Could you count the lines in the entries beneath that hold the word "current"? Respond with the number alone.

GIVEN RECORDS: Begin

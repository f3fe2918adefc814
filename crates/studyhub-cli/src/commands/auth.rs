//! Authentication commands.

use super::{describe_state, AuthContext};
use crate::output::{self, OutputFormat};
use anyhow::Result;
use chrono::Local;
use std::io::{self, Write};
use std::time::Duration;
use studyhub_auth::AuthError;
use tracing::debug;

/// Prompt for a non-empty line on stdin.
fn prompt_line(label: &str) -> Result<String> {
    print!("{}: ", label);
    io::stdout().flush()?;
    let mut value = String::new();
    io::stdin().read_line(&mut value)?;
    Ok(value.trim().to_string())
}

/// Render an auth failure the way the user should see it.
fn describe_failure(action: &str, error: &AuthError) -> String {
    match error {
        AuthError::InvalidCredentials(message) => format!("{} failed: {}", action, message),
        e if e.is_transient() => format!("{} failed, please try again: {}", action, e),
        e => format!("{} failed: {}", action, e),
    }
}

/// Login with email and password.
pub async fn login(ctx: &AuthContext, format: &OutputFormat) -> Result<()> {
    if let Some(principal) = ctx.runtime.auth_state().principal() {
        let who = principal
            .email()
            .or_else(|| principal.user_id())
            .unwrap_or("unknown");
        output::print_success(&format!("Already logged in as {}", who), format);
        return Ok(());
    }

    let email = prompt_line("Email")?;
    if email.is_empty() {
        output::print_error("Email is required", format);
        return Ok(());
    }

    // Prompt for password (hidden)
    let password = rpassword::prompt_password("Password: ")?;
    if password.is_empty() {
        output::print_error("Password is required", format);
        return Ok(());
    }

    println!("Logging in...");

    match ctx.runtime.sign_in(&email, &password).await {
        Ok(principal) => {
            let who = principal.email().unwrap_or(email.as_str());
            output::print_success(&format!("Logged in as {}", who), format);
        }
        Err(e) => output::print_error(&describe_failure("Login", &e), format),
    }

    Ok(())
}

/// Create an account with email and password.
pub async fn signup(ctx: &AuthContext, name: Option<String>, format: &OutputFormat) -> Result<()> {
    let email = prompt_line("Email")?;
    if email.is_empty() {
        output::print_error("Email is required", format);
        return Ok(());
    }

    let password = rpassword::prompt_password("Password: ")?;
    if password.is_empty() {
        output::print_error("Password is required", format);
        return Ok(());
    }
    let confirmation = rpassword::prompt_password("Confirm password: ")?;
    if confirmation != password {
        output::print_error("Passwords do not match", format);
        return Ok(());
    }

    let attributes = name.map(|name| serde_json::json!({ "name": name }));

    match ctx.runtime.sign_up(&email, &password, attributes).await {
        Ok(response) if response.session.is_some() => {
            output::print_success(&format!("Account created, logged in as {}", email), format);
        }
        Ok(response) => {
            let user_id = response.user().map(|u| u.id.as_str()).unwrap_or("unknown");
            debug!(user_id = %user_id, "Account pending confirmation");
            output::print_success(
                &format!(
                    "Account created for {}. Confirm your email, then run 'studyhub login'",
                    email
                ),
                format,
            );
        }
        Err(e) => output::print_error(&describe_failure("Sign-up", &e), format),
    }

    Ok(())
}

/// Logout and clear the stored session.
pub async fn logout(ctx: &AuthContext, format: &OutputFormat) -> Result<()> {
    ctx.runtime.sign_out().await;
    output::print_success("Logged out successfully", format);
    Ok(())
}

/// Check authentication status.
pub async fn status(ctx: &AuthContext, format: &OutputFormat) -> Result<()> {
    let snapshot = ctx.runtime.snapshot();

    match format {
        OutputFormat::Text => {
            output::print_row("Auth", &describe_state(&snapshot.state));
            if let Some(user_id) = &snapshot.user_id {
                output::print_row("User ID", user_id);
            }
            if let Some(expires_at) = snapshot.expires_at {
                let local = expires_at.with_timezone(&Local);
                output::print_row("Expires", &local.format("%Y-%m-%d %H:%M:%S").to_string());
            }
        }
        OutputFormat::Json => output::print_json(&snapshot),
    }

    Ok(())
}

/// Print a valid access credential for use in scripts.
pub async fn token(ctx: &AuthContext, format: &OutputFormat) -> Result<()> {
    let Some(token) = ctx.runtime.get_credential().await else {
        anyhow::bail!("Not logged in. Run 'studyhub login' first");
    };

    match format {
        OutputFormat::Text => println!("{}", token),
        OutputFormat::Json => output::print_json(&serde_json::json!({ "access_token": token })),
    }

    Ok(())
}

/// Print every auth state change until Ctrl-C.
pub async fn watch(ctx: &AuthContext, revocation_interval: u64, format: &OutputFormat) -> Result<()> {
    let revocation = ctx
        .client
        .watch_revocation(Duration::from_secs(revocation_interval.max(1)));
    let mut states = ctx.runtime.subscribe_state();

    let print_state = |format: &OutputFormat, state: &studyhub_auth::AuthState| match format {
        OutputFormat::Text => println!(
            "[{}] {}",
            Local::now().format("%H:%M:%S"),
            describe_state(state)
        ),
        OutputFormat::Json => match serde_json::to_string(state) {
            Ok(line) => println!("{}", line),
            Err(e) => eprintln!("Error: failed to encode state: {}", e),
        },
    };

    let current = states.borrow_and_update().clone();
    print_state(format, &current);

    loop {
        tokio::select! {
            _ = tokio::signal::ctrl_c() => {
                debug!("Interrupted, stopping watch");
                break;
            }
            changed = states.changed() => {
                if changed.is_err() {
                    break;
                }
                let state = states.borrow_and_update().clone();
                print_state(format, &state);
            }
        }
    }

    revocation.abort();
    Ok(())
}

GIVEN RECORDS: End

▶ _OUTPUT FOR THIS TASK_:
2